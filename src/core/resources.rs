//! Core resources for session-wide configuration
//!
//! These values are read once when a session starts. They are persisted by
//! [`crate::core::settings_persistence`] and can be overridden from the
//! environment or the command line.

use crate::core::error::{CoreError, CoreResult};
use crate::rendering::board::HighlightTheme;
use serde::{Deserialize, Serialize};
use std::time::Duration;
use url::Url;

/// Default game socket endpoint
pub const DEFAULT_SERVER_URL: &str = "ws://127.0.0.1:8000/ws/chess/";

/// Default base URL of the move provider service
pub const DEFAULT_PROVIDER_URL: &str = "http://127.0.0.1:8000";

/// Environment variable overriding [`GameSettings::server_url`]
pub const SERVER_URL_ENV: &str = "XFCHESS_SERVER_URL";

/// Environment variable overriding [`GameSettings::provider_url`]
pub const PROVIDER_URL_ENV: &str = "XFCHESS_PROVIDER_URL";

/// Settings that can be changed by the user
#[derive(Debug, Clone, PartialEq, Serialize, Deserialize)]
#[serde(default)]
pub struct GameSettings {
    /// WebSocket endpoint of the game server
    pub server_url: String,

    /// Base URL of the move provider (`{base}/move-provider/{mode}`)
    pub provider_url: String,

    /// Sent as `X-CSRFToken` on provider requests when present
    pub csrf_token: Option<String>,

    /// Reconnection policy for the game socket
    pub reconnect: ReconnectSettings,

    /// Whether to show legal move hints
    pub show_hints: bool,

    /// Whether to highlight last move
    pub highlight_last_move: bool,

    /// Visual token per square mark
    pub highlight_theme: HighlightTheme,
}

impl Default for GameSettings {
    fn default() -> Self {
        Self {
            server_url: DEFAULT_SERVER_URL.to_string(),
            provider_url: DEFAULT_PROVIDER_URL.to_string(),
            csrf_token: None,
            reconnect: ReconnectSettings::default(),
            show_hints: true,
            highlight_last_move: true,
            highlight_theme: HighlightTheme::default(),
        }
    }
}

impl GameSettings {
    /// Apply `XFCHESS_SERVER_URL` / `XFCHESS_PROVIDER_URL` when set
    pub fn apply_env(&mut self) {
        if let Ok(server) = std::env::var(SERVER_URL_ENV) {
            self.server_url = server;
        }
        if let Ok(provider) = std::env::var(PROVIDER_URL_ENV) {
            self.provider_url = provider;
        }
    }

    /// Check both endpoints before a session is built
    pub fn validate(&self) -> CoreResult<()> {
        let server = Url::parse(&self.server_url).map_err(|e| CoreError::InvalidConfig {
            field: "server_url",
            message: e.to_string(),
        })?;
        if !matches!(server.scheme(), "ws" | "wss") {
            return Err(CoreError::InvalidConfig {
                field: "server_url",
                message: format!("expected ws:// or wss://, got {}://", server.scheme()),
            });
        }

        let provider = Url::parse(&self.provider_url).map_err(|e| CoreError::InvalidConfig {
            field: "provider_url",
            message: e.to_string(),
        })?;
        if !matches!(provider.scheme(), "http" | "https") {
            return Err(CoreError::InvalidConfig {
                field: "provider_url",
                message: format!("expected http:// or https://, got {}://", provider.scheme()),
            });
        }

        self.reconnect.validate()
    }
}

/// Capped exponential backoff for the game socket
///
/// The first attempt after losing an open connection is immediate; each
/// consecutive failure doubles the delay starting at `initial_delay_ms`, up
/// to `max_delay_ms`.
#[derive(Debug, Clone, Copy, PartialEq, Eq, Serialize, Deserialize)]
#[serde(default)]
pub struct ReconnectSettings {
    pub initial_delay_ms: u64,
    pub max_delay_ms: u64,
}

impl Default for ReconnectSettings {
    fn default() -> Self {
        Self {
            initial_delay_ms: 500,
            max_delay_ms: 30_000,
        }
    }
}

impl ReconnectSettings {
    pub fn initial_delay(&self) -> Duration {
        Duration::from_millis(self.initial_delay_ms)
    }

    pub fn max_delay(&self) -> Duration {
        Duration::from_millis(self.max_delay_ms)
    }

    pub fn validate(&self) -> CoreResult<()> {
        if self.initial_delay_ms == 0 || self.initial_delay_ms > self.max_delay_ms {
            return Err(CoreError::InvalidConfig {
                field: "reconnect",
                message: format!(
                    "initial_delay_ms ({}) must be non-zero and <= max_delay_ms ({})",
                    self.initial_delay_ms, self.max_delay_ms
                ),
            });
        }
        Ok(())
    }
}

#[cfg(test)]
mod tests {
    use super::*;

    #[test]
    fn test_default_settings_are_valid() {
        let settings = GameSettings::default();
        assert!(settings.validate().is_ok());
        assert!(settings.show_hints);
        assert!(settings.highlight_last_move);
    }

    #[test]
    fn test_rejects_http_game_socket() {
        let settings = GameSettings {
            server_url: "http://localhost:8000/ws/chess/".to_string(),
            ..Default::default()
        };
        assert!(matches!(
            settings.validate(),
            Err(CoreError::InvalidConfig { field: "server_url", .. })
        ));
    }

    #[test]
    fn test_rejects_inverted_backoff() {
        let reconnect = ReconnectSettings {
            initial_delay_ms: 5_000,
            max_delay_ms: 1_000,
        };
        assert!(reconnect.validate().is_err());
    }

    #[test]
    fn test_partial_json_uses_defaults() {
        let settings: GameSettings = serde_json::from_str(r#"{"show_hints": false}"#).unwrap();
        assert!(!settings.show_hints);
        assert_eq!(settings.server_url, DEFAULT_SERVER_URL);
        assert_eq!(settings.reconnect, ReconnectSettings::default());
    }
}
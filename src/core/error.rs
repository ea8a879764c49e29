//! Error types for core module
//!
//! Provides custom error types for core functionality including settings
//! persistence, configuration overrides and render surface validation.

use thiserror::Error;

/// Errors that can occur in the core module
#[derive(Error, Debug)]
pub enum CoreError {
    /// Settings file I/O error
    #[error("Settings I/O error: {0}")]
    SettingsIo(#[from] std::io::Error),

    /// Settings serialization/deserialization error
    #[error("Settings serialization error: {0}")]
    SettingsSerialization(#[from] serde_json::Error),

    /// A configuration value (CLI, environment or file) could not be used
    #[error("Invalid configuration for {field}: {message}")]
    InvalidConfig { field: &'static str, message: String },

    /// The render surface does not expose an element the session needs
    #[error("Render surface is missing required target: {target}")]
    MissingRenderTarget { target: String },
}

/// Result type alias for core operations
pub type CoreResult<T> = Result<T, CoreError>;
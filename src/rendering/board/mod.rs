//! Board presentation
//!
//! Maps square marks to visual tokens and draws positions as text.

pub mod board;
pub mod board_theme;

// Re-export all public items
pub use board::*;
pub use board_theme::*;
====================
→ **How to complete this task**
Give back precisely the lines above that start at the line containing "requests when present" and end at the line containing "per square mark", inclusive. No other lines belong in the output.

→ **Output below**
    /// Sent as `X-CSRFToken` on provider requests when present
    pub csrf_token: Option<String>,

    /// Reconnection policy for the game socket
    pub reconnect: ReconnectSettings,

    /// Whether to show legal move hints
    pub show_hints: bool,

    /// Whether to highlight last move
    pub highlight_last_move: bool,

    /// Visual token per square mark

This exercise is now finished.